The Food and Drug Administration is adding 41 products to an alert about tainted diet pills issued late last month, bringing the total to 69, officials said Wednesday.
"I think it's fair to say that we have a major initiative investigation ongoing into this type of product," Michael Levy, director of the division of new drugs and labeling compliance at the FDA, said in an interview. "We are buying these products, and we are testing them, and we are considering what our options are. There is definitely the possibility that there could be criminal charges."
The pills, which use undeclared drugs that may pose a risk, include:
*Sibutramine, the active ingredient in the FDA-approved weight-loss drug Meridia. It's a controlled substance that can cause seizures, heart attack or stroke.
*Rimonabant, the active ingredient in Acomplia, a diet pill that failed to win FDA approval and has been withdrawn in Europe.
*Phenytoin, an anti-seizure medication, and phenolphthalein, a suspected carcinogen.
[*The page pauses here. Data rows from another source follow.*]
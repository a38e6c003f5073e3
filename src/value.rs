//! Native value domain: features, their declared types and row values.
//!
//! A [`Row`] maps feature names to [`Value`]s. Values are recursive so a
//! single feature can carry a vector, a list of texts or a nested map.

use serde::{Deserialize, Serialize};
use std::collections::BTreeMap;
use std::fmt;

use crate::error::{Result, ScoringError};

/// A single record flowing through the pipeline.
pub type Row = BTreeMap<String, Value>;

/// Declared type of a feature.
#[derive(Clone, Debug, PartialEq, Eq, Hash, Serialize, Deserialize)]
pub enum FeatureType {
    Real,
    Integral,
    Binary,
    Text,
    /// Milliseconds since the Unix epoch.
    Date,
    /// Dense numeric vector.
    Vector,
    List(Box<FeatureType>),
    Map(Box<FeatureType>),
}

impl fmt::Display for FeatureType {
    fn fmt(&self, f: &mut fmt::Formatter<'_>) -> fmt::Result {
        match self {
            FeatureType::Real => write!(f, "real"),
            FeatureType::Integral => write!(f, "integral"),
            FeatureType::Binary => write!(f, "binary"),
            FeatureType::Text => write!(f, "text"),
            FeatureType::Date => write!(f, "date"),
            FeatureType::Vector => write!(f, "vector"),
            FeatureType::List(inner) => write!(f, "list<{}>", inner),
            FeatureType::Map(inner) => write!(f, "map<{}>", inner),
        }
    }
}

/// A named, typed field identity.
#[derive(Clone, Debug, PartialEq, Eq, Hash, Serialize, Deserialize)]
pub struct Feature {
    pub name: String,
    pub ftype: FeatureType,
}

impl Feature {
    pub fn new(name: impl Into<String>, ftype: FeatureType) -> Self {
        Self {
            name: name.into(),
            ftype,
        }
    }

    pub fn real(name: impl Into<String>) -> Self {
        Self::new(name, FeatureType::Real)
    }

    pub fn date(name: impl Into<String>) -> Self {
        Self::new(name, FeatureType::Date)
    }

    pub fn vector(name: impl Into<String>) -> Self {
        Self::new(name, FeatureType::Vector)
    }
}

/// A recursive structured value.
#[derive(Clone, Debug, PartialEq, Default, Serialize, Deserialize)]
pub enum Value {
    #[default]
    Null,
    Binary(bool),
    Integral(i64),
    Real(f64),
    Text(String),
    /// Dense numeric vector.
    Vector(Vec<f64>),
    /// Sparse numeric vector; `indices` are strictly increasing and below `size`.
    SparseVector {
        size: usize,
        indices: Vec<usize>,
        values: Vec<f64>,
    },
    List(Vec<Value>),
    Map(BTreeMap<String, Value>),
}

impl Value {
    /// Short name of the value's shape, used in error messages.
    pub fn kind(&self) -> &'static str {
        match self {
            Value::Null => "null",
            Value::Binary(_) => "binary",
            Value::Integral(_) => "integral",
            Value::Real(_) => "real",
            Value::Text(_) => "text",
            Value::Vector(_) => "vector",
            Value::SparseVector { .. } => "sparse vector",
            Value::List(_) => "list",
            Value::Map(_) => "map",
        }
    }

    pub fn is_null(&self) -> bool {
        matches!(self, Value::Null)
    }

    /// Numeric view of a scalar; `None` for non-numeric values.
    pub fn as_f64(&self) -> Option<f64> {
        match self {
            Value::Real(x) => Some(*x),
            Value::Integral(x) => Some(*x as f64),
            _ => None,
        }
    }

    pub fn as_i64(&self) -> Option<i64> {
        match self {
            Value::Integral(x) => Some(*x),
            _ => None,
        }
    }

    /// Converts a sparse vector to its dense form. Other values are returned unchanged.
    ///
    /// # Errors
    /// Returns [`ScoringError::ValueShape`] if the sparse encoding is malformed.
    pub fn densify(self) -> Result<Value> {
        match self {
            Value::SparseVector {
                size,
                indices,
                values,
            } => {
                if indices.len() != values.len() {
                    return Err(ScoringError::shape(
                        format!("{} sparse values", indices.len()),
                        format!("{} values", values.len()),
                    ));
                }
                let mut dense = Vec::new();
                dense.try_reserve_exact(size).map_err(|_| {
                    ScoringError::shape("allocatable sparse vector size", format!("size {}", size))
                })?;
                dense.resize(size, 0.0);
                let mut last: Option<usize> = None;
                for (&i, &v) in indices.iter().zip(values.iter()) {
                    if i >= size {
                        return Err(ScoringError::shape(
                            format!("sparse index below {}", size),
                            format!("index {}", i),
                        ));
                    }
                    if last.is_some_and(|prev| prev >= i) {
                        return Err(ScoringError::shape(
                            "strictly increasing sparse indices",
                            format!("index {} after {:?}", i, last),
                        ));
                    }
                    dense[i] = v;
                    last = Some(i);
                }
                Ok(Value::Vector(dense))
            }
            other => Ok(other),
        }
    }
}

impl From<f64> for Value {
    fn from(x: f64) -> Self {
        Value::Real(x)
    }
}

impl From<i64> for Value {
    fn from(x: i64) -> Self {
        Value::Integral(x)
    }
}

impl From<bool> for Value {
    fn from(x: bool) -> Self {
        Value::Binary(x)
    }
}

impl From<&str> for Value {
    fn from(x: &str) -> Self {
        Value::Text(x.to_string())
    }
}

impl From<String> for Value {
    fn from(x: String) -> Self {
        Value::Text(x)
    }
}

impl From<Vec<f64>> for Value {
    fn from(x: Vec<f64>) -> Self {
        Value::Vector(x)
    }
}

impl<T: Into<Value>> From<Option<T>> for Value {
    fn from(x: Option<T>) -> Self {
        x.map_or(Value::Null, Into::into)
    }
}

#[cfg(test)]
mod tests {
    use super::*;

    #[test]
    fn test_densify_sparse_vector() {
        let sparse = Value::SparseVector {
            size: 4,
            indices: vec![1, 3],
            values: vec![2.0, 5.0],
        };
        assert_eq!(
            sparse.densify().unwrap(),
            Value::Vector(vec![0.0, 2.0, 0.0, 5.0])
        );
    }

    #[test]
    fn test_densify_rejects_out_of_range_index() {
        let sparse = Value::SparseVector {
            size: 2,
            indices: vec![2],
            values: vec![1.0],
        };
        assert!(matches!(
            sparse.densify(),
            Err(ScoringError::ValueShape { .. })
        ));
    }

    #[test]
    fn test_densify_rejects_unsorted_indices() {
        let sparse = Value::SparseVector {
            size: 3,
            indices: vec![2, 1],
            values: vec![1.0, 1.0],
        };
        assert!(sparse.densify().is_err());
    }

    #[test]
    fn test_densify_rejects_unallocatable_size() {
        let sparse = Value::SparseVector {
            size: usize::MAX,
            indices: vec![],
            values: vec![],
        };
        assert!(matches!(
            sparse.densify(),
            Err(ScoringError::ValueShape { .. })
        ));
    }

    #[test]
    fn test_densify_passes_through_other_values() {
        let list = Value::List(vec![Value::Real(1.0)]);
        assert_eq!(list.clone().densify().unwrap(), list);
    }

    #[test]
    fn test_value_conversions() {
        assert_eq!(Value::from(1.5), Value::Real(1.5));
        assert_eq!(Value::from(3i64), Value::Integral(3));
        assert_eq!(Value::from("a"), Value::Text("a".to_string()));
        assert_eq!(Value::from(None::<f64>), Value::Null);
        assert_eq!(Value::Integral(2).as_f64(), Some(2.0));
        assert_eq!(Value::Text("x".into()).as_f64(), None);
    }

    #[test]
    fn test_feature_type_display() {
        let t = FeatureType::Map(Box::new(FeatureType::List(Box::new(FeatureType::Text))));
        assert_eq!(t.to_string(), "map<list<text>>");
    }
}
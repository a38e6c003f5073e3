//! Native feature transforms.
//!
//! | Transform | Output | Description |
//! |-----------|--------|-------------|
//! | [`DaysBetween`] | real | Whole days from a date to a reference date |
//! | [`DateToUnitCircle`] | vector | `[sin, cos]` position of a date in a calendar period |
//! | [`FnTransform`] | any | Any closure over the row |

pub mod date;
pub mod fn_transform;

pub use date::{DateToUnitCircle, DaysBetween, TimePeriod, MS_PER_DAY, MS_PER_HOUR};
pub use fn_transform::FnTransform;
Some of the additions to the FDA alert, to be posted by this morning, also contain the diuretic bumetamide, says Ann Metayer, a lawyer in Levy's division. New Orleans Saints offensive lineman Jamar Nesbet was suspended for four games last fall when he tested positive for bumetamide after taking a now-recalled weight-loss pill called StarCaps.
Levy wouldn't reveal how many reports the FDA has received of problems linked to unapproved diet pills, though he did say the number probably underrepresents the actual total. A "large majority" -- but not all -- of the pills are made in China, Metayer says.
Consumers should beware of pills promising effortless weight loss, Levy says. "When you're buying this type of product on the Internet or at a retail store, and it appears too good to be true, it likely is too good to be true."